Fast forward to the present day. News broke in the media today that the Russian’s are deploying a cruise missile in direct violation of INF. The news was probably something of a shock to the public, however, the US intelligence community and Pentagon have been monitoring the development of the SS-C-8 ( a cruise missile version of the SS-30A) and surmised that eventually the system would become operational. In fact, in 2014 the Obama administration accused Russia of violating INF by developing and testing this missile.  Russia denies any treaty violation, however, the SS-C-8’s performance characteristics say otherwise. Its range is between 300 and 3,400 miles, a distance covered under the terms of INF. Russia currently has two battalions of SS-C-8 missiles in service.

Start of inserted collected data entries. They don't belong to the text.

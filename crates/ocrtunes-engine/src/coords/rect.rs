use super::Vec2;

/// Axis-aligned rectangle in logical pixels (top-left origin).
#[derive(Debug, Copy, Clone, Default, PartialEq)]
pub struct Rect {
    pub origin: Vec2,
    pub size: Vec2,
}

impl Rect {
    #[inline]
    pub const fn new(x: f32, y: f32, w: f32, h: f32) -> Self {
        Self {
            origin: Vec2::new(x, y),
            size: Vec2::new(w, h),
        }
    }

    #[inline]
    pub const fn from_origin_size(origin: Vec2, size: Vec2) -> Self {
        Self { origin, size }
    }

    #[inline]
    pub fn x(self) -> f32 {
        self.origin.x
    }

    #[inline]
    pub fn y(self) -> f32 {
        self.origin.y
    }

    #[inline]
    pub fn width(self) -> f32 {
        self.size.x
    }

    #[inline]
    pub fn height(self) -> f32 {
        self.size.y
    }

    #[inline]
    pub fn right(self) -> f32 {
        self.origin.x + self.size.x
    }

    #[inline]
    pub fn bottom(self) -> f32 {
        self.origin.y + self.size.y
    }

    #[inline]
    pub fn is_empty(self) -> bool {
        self.size.x <= 0.0 || self.size.y <= 0.0
    }

    #[inline]
    pub fn is_finite(self) -> bool {
        self.origin.is_finite() && self.size.is_finite()
    }

    /// Returns the rectangle moved by `delta`.
    #[inline]
    pub fn translate(self, delta: Vec2) -> Self {
        Self::from_origin_size(self.origin + delta, self.size)
    }

    /// Returns the rectangle with its top edge moved to `y`.
    #[inline]
    pub fn with_y(self, y: f32) -> Self {
        Self::new(self.origin.x, y, self.size.x, self.size.y)
    }

    /// Returns the rectangle with a new width, keeping the origin.
    #[inline]
    pub fn with_width(self, w: f32) -> Self {
        Self::new(self.origin.x, self.origin.y, w, self.size.y)
    }

    /// Normalizes the rectangle so width/height are non-negative.
    #[inline]
    pub fn normalized(self) -> Self {
        let mut x = self.origin.x;
        let mut y = self.origin.y;
        let mut w = self.size.x;
        let mut h = self.size.y;

        if w < 0.0 {
            x += w;
            w = -w;
        }
        if h < 0.0 {
            y += h;
            h = -h;
        }

        Rect::new(x, y, w, h)
    }

    /// Half-open containment: [min, max).
    #[inline]
    pub fn contains(self, p: Vec2) -> bool {
        let r = self.normalized();
        p.x >= r.origin.x
            && p.y >= r.origin.y
            && p.x < (r.origin.x + r.size.x)
            && p.y < (r.origin.y + r.size.y)
    }
}

#[cfg(test)]
mod tests {
    use super::*;

    fn r(x: f32, y: f32, w: f32, h: f32) -> Rect { Rect::new(x, y, w, h) }

    // ── normalized ────────────────────────────────────────────────────────

    #[test]
    fn normalized_negative_width() {
        let n = r(10.0, 0.0, -4.0, 5.0).normalized();
        assert_eq!(n.origin.x, 6.0);
        assert_eq!(n.size.x, 4.0);
    }

    #[test]
    fn normalized_negative_height() {
        let n = r(0.0, 10.0, 5.0, -3.0).normalized();
        assert_eq!(n.origin.y, 7.0);
        assert_eq!(n.size.y, 3.0);
    }

    // ── contains ──────────────────────────────────────────────────────────

    #[test]
    fn contains_top_left_inclusive() {
        assert!(r(0.0, 0.0, 10.0, 10.0).contains(Vec2::new(0.0, 0.0)));
    }

    #[test]
    fn contains_bottom_right_exclusive() {
        assert!(!r(0.0, 0.0, 10.0, 10.0).contains(Vec2::new(10.0, 10.0)));
        assert!(!r(0.0, 0.0, 10.0, 10.0).contains(Vec2::new(10.0, 5.0)));
    }

    #[test]
    fn contains_outside() {
        assert!(!r(0.0, 0.0, 10.0, 10.0).contains(Vec2::new(-1.0, 5.0)));
        assert!(!r(0.0, 0.0, 10.0, 10.0).contains(Vec2::new(5.0, -1.0)));
    }

    // ── edges / moves ─────────────────────────────────────────────────────

    #[test]
    fn right_and_bottom() {
        let rect = r(5.0, 7.0, 10.0, 20.0);
        assert_eq!(rect.right(), 15.0);
        assert_eq!(rect.bottom(), 27.0);
    }

    #[test]
    fn translate_keeps_size() {
        let moved = r(5.0, 7.0, 10.0, 20.0).translate(Vec2::new(-5.0, 3.0));
        assert_eq!(moved, r(0.0, 10.0, 10.0, 20.0));
    }
}
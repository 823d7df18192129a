use std::ops::Range;

use bytemuck::{Pod, Zeroable};

use crate::paint::Color;
use crate::render::RenderCtx;
use crate::scene::shapes::RoundedRectCmd;

use super::common::{InstanceBuffer, QuadBuffers, ViewportBindings, instanced_pipeline, write_viewport_ubo};

const LABEL: &str = "ocrtunes rounded_rect";

/// Renderer for `DrawCmd::RoundedRect`.
///
/// Coverage comes from a signed distance to the rounded box, so edges are
/// anti-aliased at any scale. Borders are an inner ring composited over the
/// fill; radius and border width are clamped to half the shorter side.
pub(crate) struct RoundedRectRenderer {
    pipeline_format: Option<wgpu::TextureFormat>,
    pipeline: Option<wgpu::RenderPipeline>,
    bindings: Option<ViewportBindings>,
    quad: Option<QuadBuffers>,
    instances: InstanceBuffer<RoundedRectInstance>,
}

impl Default for RoundedRectRenderer {
    fn default() -> Self {
        Self {
            pipeline_format: None,
            pipeline: None,
            bindings: None,
            quad: None,
            instances: InstanceBuffer::new("ocrtunes rounded_rect instance vbo"),
        }
    }
}

impl RoundedRectRenderer {
    pub(crate) fn new() -> Self {
        Self::default()
    }

    pub(crate) fn begin(&mut self, ctx: &RenderCtx<'_>) {
        self.ensure_pipeline(ctx);
        if self.quad.is_none() {
            self.quad = Some(QuadBuffers::new(ctx, LABEL));
        }
        if let Some(bindings) = self.bindings.as_ref() {
            write_viewport_ubo(ctx, &bindings.ubo);
        }
        self.instances.clear();
    }

    pub(crate) fn push(&mut self, cmd: &RoundedRectCmd) -> Range<u32> {
        let Some(instance) = RoundedRectInstance::from_cmd(cmd) else {
            let end = self.instances.len();
            return end..end;
        };
        let i = self.instances.push(instance);
        i..i + 1
    }

    pub(crate) fn finish(&mut self, ctx: &RenderCtx<'_>) {
        self.instances.upload(ctx);
    }

    pub(crate) fn draw(&self, rpass: &mut wgpu::RenderPass<'_>, instances: Range<u32>) {
        let Some(pipeline) = self.pipeline.as_ref() else { return; };
        let Some(bindings) = self.bindings.as_ref() else { return; };
        let Some(quad) = self.quad.as_ref() else { return; };

        rpass.set_pipeline(pipeline);
        rpass.set_bind_group(0, &bindings.group, &[]);
        quad.bind(rpass);
        if self.instances.bind(rpass) {
            rpass.draw_indexed(0..6, 0, instances);
        }
    }

    fn ensure_pipeline(&mut self, ctx: &RenderCtx<'_>) {
        if self.pipeline_format == Some(ctx.surface_format) && self.pipeline.is_some() {
            return;
        }
        let bindings = ViewportBindings::new(ctx, LABEL);
        let pipeline = instanced_pipeline(
            ctx,
            LABEL,
            include_str!("shaders/rounded_rect.wgsl"),
            &bindings.layout,
            RoundedRectInstance::layout(),
        );
        self.pipeline_format = Some(ctx.surface_format);
        self.pipeline = Some(pipeline);
        self.bindings = Some(bindings);
    }
}

// ── GPU types ─────────────────────────────────────────────────────────────

/// Instance data layout (56 bytes):
///
///  offset  0  origin        [f32; 2]   loc 1
///  offset  8  size          [f32; 2]   loc 2
///  offset 16  color         [f32; 4]   loc 3
///  offset 32  border_color  [f32; 4]   loc 4
///  offset 48  params        [f32; 2]   loc 5  (radius, border width)
#[repr(C)]
#[derive(Debug, Copy, Clone, PartialEq, Pod, Zeroable)]
struct RoundedRectInstance {
    origin: [f32; 2],
    size: [f32; 2],
    color: [f32; 4],
    border_color: [f32; 4],
    params: [f32; 2],
}

impl RoundedRectInstance {
    const ATTRS: [wgpu::VertexAttribute; 5] = wgpu::vertex_attr_array![
        1 => Float32x2, // origin
        2 => Float32x2, // size
        3 => Float32x4, // color
        4 => Float32x4, // border_color
        5 => Float32x2  // params
    ];

    fn layout() -> wgpu::VertexBufferLayout<'static> {
        wgpu::VertexBufferLayout {
            array_stride: std::mem::size_of::<RoundedRectInstance>() as u64,
            step_mode: wgpu::VertexStepMode::Instance,
            attributes: &Self::ATTRS,
        }
    }

    fn from_cmd(cmd: &RoundedRectCmd) -> Option<Self> {
        let r = cmd.rect.normalized();
        if r.is_empty() || !r.is_finite() {
            return None;
        }

        let fill = visible(cmd.color);
        let (border_width, border_color) = match &cmd.border {
            Some(b) if b.width.is_finite() && b.width > 0.0 => match visible(b.color) {
                Some(c) => (b.width, c),
                None => (0.0, Color::transparent()),
            },
            _ => (0.0, Color::transparent()),
        };
        if fill.is_none() && border_width == 0.0 {
            return None;
        }

        let fill = fill.unwrap_or(Color::transparent());
        let radius = if cmd.radius.is_finite() { cmd.radius.max(0.0) } else { 0.0 };
        Some(Self {
            origin: [r.origin.x, r.origin.y],
            size: [r.size.x, r.size.y],
            color: [fill.r, fill.g, fill.b, fill.a],
            border_color: [border_color.r, border_color.g, border_color.b, border_color.a],
            params: [radius, border_width],
        })
    }
}

fn visible(c: Color) -> Option<Color> {
    (c.is_finite() && c.a > 0.0).then(|| c.clamped())
}
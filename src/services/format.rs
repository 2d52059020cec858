//! Chat message rendering.
//!
//! All text uses Telegram's legacy Markdown (`parse_mode = "Markdown"`).

use crate::types::{SignalRecord, PLACEHOLDER};
use chrono::{DateTime, Local, Utc};

/// Example command shown in hints.
pub const EXAMPLE_COMMAND: &str = "/signal BTCUSDT 1h";

/// Render a timestamp in the server's local timezone.
pub fn local_time(at: DateTime<Utc>) -> String {
    at.with_timezone(&Local)
        .format("%Y-%m-%d %H:%M:%S")
        .to_string()
}

/// Append `%` unless the value is the placeholder or already has one.
fn percent(confidence: &str) -> String {
    if confidence == PLACEHOLDER || confidence.ends_with('%') {
        confidence.to_string()
    } else {
        format!("{}%", confidence)
    }
}

fn signal_body(record: &SignalRecord) -> String {
    format!(
        "📊 *{}* ({})\nSignal: {} *{}*\nConfidence: *{}*\nTP: {}\nSL: {}",
        record.pair,
        record.timeframe,
        record.direction().indicator(),
        record.signal.to_uppercase(),
        percent(&record.confidence),
        record.take_profit,
        record.stop_loss,
    )
}

/// Alert pushed to the default chat when a webhook arrives.
pub fn alert_message(record: &SignalRecord) -> String {
    format!(
        "{}\n🕒 {}\n\n#CryptoSignalBot",
        signal_body(record),
        local_time(record.observed_at)
    )
}

/// Reply to `/signal PAIR TIMEFRAME` when a record is cached.
pub fn signal_reply(record: &SignalRecord) -> String {
    format!(
        "{}\nLast Update: {}\n\n#LiveSignal",
        signal_body(record),
        local_time(record.observed_at)
    )
}

/// Reply when nothing is cached for the requested key.
pub fn not_found_reply(pair: &str, timeframe: &str) -> String {
    format!(
        "⚠️ No signal found for {} ({})\n\nWait for the next TradingView alert or trigger one manually.",
        pair, timeframe
    )
}

pub fn usage_reply() -> String {
    format!("❗️Usage: `{}`", EXAMPLE_COMMAND)
}

pub fn hint_reply() -> String {
    format!("💡 Try: `{}`", EXAMPLE_COMMAND)
}
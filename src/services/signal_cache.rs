use crate::types::{signal_key, SignalRecord};
use dashmap::DashMap;
use std::sync::Arc;

/// Latest signal per (pair, timeframe).
///
/// Keys are `"{PAIR}_{timeframe}"`. Inserts replace any previous record for
/// the key, so the table only ever holds the most recent alert.
pub struct SignalCache {
    data: DashMap<String, SignalRecord>,
}

impl SignalCache {
    /// Create a new, empty cache.
    pub fn new() -> Arc<Self> {
        Arc::new(Self::default())
    }

    /// Store a record under its key, returning the record it replaced.
    pub fn upsert(&self, record: SignalRecord) -> Option<SignalRecord> {
        self.data.insert(record.key(), record)
    }

    /// Look up the latest record for a pair and timeframe.
    pub fn get(&self, pair: &str, timeframe: &str) -> Option<SignalRecord> {
        self.data
            .get(&signal_key(pair, timeframe))
            .map(|entry| entry.value().clone())
    }

    /// Get the number of cached keys.
    pub fn len(&self) -> usize {
        self.data.len()
    }

    /// Check if the cache is empty.
    pub fn is_empty(&self) -> bool {
        self.data.is_empty()
    }
}

impl Default for SignalCache {
    fn default() -> Self {
        Self {
            data: DashMap::new(),
        }
    }
}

One is operational and deployed somewhere in the Russian Federation while the second unit is still working up.

For the short term, the appearance of the new Russian cruise missile will not affect the military picture or security situation in Eastern Europe. The violation issue will be viewed differently in Washington, however. Specifically, it will be seen as a challenge to the Trump administration at a moment of early upheaval with the resignation of Mike Flynn from the National Security Adviser chair. Further, the violation will make Trump’s desire to improve relations between the United States and Russia all the more difficult. Even though Vladimir Putin has stated a desire to also improve relations with the US, his recent actions suggest otherwise. Last Friday, Russian aircraft buzzed the destroyer USS.Porter while she was on patrol in the Black Sea. The incident was the first of its kind since Trump was inaugurated on 20 January.

Putin might not want a confrontation with the US, however, he is quite blatantly attempting to test the new president and see for himself just how far Trump can be pushed.